▶ [Exercise instructions]:
Among the entries below, find the lines with the word "export" and copy them.

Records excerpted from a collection
----
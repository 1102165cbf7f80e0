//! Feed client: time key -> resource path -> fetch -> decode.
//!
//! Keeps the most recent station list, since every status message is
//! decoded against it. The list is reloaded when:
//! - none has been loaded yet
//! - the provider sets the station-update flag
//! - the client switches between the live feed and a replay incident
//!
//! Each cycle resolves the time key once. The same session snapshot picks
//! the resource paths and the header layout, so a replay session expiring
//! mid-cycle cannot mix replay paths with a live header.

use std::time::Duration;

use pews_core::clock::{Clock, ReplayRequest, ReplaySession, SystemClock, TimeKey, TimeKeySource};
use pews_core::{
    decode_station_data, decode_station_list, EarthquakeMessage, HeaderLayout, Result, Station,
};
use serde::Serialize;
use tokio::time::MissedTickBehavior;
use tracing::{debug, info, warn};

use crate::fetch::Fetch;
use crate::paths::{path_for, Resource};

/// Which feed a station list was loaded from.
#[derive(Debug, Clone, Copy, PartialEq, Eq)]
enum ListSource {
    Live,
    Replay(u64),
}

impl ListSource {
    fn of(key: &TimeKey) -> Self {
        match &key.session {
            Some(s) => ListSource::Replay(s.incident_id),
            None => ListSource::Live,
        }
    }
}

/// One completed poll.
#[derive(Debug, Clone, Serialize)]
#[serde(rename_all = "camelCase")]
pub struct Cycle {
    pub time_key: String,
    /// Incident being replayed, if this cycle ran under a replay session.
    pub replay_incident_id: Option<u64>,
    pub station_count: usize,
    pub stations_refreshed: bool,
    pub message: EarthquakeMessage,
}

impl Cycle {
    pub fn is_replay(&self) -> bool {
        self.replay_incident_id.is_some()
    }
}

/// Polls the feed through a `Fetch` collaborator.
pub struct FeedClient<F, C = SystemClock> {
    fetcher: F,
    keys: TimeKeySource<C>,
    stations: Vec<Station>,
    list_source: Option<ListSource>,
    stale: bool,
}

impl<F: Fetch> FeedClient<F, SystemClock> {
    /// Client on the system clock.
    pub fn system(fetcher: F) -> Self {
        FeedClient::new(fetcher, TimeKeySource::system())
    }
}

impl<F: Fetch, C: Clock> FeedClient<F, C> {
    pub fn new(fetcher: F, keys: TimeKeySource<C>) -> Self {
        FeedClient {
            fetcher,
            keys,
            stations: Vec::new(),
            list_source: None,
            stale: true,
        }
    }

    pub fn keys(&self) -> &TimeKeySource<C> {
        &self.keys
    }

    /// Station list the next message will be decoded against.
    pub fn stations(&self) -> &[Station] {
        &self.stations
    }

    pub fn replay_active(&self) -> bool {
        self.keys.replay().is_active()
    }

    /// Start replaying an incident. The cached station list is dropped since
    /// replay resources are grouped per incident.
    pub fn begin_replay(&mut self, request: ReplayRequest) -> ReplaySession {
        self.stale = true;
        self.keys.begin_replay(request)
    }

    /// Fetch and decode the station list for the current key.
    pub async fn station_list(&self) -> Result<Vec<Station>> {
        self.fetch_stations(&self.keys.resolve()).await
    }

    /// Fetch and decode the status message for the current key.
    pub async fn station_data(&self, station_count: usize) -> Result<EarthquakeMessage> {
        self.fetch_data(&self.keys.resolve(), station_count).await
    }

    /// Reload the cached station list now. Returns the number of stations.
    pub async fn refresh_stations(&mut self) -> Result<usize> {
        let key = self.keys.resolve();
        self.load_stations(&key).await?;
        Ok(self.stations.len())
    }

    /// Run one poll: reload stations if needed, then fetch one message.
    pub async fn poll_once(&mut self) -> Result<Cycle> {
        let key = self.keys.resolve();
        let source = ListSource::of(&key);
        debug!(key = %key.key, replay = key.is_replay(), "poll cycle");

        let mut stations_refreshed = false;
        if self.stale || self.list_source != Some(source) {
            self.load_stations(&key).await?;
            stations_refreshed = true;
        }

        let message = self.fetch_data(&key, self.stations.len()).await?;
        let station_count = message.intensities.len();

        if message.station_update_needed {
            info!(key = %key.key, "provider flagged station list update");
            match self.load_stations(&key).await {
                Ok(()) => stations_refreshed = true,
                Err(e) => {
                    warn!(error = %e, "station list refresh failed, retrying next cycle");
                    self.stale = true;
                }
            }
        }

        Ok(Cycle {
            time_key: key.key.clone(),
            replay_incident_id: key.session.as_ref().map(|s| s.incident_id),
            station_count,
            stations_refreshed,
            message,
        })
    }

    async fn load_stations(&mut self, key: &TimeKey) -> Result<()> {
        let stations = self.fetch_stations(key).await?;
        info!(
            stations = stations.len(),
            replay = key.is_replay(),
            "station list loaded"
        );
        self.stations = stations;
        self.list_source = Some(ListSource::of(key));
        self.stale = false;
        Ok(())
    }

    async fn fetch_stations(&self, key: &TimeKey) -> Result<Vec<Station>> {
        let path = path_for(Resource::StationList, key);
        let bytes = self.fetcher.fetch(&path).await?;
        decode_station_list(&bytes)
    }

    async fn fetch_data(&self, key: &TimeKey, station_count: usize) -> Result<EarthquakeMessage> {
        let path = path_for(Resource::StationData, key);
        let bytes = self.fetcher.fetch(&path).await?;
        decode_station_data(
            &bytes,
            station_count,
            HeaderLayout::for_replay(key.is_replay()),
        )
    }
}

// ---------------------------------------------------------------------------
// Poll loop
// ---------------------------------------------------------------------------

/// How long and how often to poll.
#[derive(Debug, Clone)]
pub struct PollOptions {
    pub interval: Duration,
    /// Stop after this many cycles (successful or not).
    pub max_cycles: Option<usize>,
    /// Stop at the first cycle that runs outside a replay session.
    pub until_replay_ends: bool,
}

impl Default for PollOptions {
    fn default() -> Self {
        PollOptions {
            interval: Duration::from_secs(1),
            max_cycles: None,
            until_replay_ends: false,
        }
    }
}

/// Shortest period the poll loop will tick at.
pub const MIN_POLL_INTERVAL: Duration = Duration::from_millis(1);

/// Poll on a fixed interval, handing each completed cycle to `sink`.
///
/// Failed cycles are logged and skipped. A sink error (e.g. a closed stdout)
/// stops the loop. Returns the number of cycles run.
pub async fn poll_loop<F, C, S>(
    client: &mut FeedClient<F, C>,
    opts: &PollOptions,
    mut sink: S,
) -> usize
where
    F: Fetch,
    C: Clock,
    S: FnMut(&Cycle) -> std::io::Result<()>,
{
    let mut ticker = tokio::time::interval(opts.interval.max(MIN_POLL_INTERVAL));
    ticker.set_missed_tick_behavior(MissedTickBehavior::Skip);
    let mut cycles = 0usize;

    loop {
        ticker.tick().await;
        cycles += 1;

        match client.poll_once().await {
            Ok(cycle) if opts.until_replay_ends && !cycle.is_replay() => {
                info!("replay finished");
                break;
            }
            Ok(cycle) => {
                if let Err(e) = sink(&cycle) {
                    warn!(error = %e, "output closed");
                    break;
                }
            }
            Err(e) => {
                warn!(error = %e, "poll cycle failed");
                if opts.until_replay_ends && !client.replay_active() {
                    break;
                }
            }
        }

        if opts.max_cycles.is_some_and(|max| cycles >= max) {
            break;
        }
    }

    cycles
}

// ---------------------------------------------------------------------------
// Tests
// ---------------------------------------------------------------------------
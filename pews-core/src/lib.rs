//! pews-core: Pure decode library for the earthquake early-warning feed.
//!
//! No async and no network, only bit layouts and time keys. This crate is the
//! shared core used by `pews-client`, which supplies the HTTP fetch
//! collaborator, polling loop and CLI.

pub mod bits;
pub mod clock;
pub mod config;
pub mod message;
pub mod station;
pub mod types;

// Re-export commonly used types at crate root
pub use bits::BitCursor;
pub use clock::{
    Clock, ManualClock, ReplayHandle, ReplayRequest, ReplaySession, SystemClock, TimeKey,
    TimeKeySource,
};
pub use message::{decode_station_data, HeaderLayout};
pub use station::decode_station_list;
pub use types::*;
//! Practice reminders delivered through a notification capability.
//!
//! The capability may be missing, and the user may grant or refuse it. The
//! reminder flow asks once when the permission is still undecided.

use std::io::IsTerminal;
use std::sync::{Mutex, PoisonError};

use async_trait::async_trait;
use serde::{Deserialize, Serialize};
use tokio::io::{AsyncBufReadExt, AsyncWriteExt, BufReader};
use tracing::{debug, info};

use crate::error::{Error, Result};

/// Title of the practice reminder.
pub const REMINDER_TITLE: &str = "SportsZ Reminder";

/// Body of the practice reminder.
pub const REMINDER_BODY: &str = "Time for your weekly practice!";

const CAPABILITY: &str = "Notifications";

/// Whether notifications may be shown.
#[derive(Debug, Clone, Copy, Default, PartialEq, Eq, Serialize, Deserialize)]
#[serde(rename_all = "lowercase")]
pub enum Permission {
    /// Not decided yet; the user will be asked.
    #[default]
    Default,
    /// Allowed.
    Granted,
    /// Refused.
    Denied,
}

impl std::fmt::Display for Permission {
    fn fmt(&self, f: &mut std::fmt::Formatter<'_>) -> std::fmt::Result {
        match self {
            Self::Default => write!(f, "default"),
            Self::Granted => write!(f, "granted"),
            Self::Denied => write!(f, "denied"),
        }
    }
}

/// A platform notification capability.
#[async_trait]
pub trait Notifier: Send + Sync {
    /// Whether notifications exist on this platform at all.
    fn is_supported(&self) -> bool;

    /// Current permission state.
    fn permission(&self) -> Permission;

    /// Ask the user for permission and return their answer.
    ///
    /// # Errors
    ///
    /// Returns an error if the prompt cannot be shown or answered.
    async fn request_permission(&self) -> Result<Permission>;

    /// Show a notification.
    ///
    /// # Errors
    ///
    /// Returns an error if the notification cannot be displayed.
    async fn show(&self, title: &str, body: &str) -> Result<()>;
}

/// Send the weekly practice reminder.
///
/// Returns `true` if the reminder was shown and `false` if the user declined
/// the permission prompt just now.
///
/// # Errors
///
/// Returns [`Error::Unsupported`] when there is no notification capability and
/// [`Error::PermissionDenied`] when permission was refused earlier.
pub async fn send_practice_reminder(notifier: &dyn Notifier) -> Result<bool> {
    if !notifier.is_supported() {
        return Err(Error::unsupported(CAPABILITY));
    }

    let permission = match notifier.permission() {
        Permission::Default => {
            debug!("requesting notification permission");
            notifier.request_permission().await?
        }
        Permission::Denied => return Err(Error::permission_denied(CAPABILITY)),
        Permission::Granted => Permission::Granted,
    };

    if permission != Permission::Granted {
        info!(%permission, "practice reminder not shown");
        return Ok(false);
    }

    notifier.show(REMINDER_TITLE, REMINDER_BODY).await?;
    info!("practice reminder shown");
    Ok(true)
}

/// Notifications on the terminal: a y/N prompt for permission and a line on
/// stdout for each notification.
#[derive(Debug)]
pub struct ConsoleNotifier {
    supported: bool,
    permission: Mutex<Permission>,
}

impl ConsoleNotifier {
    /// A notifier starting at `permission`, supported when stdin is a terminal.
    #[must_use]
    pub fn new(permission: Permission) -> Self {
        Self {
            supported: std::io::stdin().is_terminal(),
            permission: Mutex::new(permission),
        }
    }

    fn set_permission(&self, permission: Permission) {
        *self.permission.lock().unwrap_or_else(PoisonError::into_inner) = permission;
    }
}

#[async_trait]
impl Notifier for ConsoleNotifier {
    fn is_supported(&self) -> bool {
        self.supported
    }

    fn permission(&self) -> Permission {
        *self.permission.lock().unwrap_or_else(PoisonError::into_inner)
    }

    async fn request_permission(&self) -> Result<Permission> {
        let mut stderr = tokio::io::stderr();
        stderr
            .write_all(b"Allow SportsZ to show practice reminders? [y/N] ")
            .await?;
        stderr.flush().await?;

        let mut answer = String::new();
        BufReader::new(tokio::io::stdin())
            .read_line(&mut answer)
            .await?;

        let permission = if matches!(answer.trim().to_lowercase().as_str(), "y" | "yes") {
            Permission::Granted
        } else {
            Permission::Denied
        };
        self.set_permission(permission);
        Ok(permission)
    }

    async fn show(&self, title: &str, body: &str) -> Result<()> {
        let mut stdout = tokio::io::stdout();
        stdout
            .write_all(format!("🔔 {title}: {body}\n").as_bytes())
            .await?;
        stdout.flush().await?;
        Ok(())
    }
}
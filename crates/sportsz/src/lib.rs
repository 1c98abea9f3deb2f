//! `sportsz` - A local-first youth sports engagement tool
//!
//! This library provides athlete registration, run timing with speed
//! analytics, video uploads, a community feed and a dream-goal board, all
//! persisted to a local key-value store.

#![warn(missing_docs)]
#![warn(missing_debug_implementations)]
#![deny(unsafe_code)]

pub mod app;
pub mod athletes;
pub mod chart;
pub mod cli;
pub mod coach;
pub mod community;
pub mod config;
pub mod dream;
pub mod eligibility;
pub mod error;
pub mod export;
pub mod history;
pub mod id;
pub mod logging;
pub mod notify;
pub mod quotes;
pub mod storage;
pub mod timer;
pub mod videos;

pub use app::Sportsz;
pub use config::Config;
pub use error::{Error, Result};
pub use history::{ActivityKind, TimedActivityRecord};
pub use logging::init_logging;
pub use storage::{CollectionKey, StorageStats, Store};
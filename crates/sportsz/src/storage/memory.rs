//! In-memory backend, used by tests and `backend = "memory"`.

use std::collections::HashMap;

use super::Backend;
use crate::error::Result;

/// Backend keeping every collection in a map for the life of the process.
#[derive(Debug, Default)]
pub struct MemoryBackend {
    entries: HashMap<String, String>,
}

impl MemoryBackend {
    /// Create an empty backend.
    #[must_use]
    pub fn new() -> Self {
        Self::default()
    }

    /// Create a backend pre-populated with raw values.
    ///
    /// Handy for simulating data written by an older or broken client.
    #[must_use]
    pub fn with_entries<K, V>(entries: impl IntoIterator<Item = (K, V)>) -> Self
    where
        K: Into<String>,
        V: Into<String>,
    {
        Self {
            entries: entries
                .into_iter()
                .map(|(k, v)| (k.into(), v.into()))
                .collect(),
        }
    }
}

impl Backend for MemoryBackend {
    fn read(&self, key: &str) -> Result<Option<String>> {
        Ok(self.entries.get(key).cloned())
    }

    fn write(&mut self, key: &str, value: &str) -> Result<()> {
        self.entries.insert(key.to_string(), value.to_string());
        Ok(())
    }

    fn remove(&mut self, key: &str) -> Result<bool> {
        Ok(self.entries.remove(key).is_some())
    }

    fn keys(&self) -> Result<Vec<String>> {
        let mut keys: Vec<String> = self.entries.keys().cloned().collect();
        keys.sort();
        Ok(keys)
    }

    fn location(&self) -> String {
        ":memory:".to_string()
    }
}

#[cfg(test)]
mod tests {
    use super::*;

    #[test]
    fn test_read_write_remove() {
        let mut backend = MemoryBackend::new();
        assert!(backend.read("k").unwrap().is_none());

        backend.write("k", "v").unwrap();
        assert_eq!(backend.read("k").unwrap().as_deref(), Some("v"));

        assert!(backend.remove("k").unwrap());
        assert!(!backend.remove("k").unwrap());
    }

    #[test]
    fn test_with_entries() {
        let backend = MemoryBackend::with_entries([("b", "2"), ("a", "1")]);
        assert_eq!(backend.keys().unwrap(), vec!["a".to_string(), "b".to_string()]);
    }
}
----
▶ [Solution to this exercise]:
// Re-export commonly used types at crate root
pub mod export;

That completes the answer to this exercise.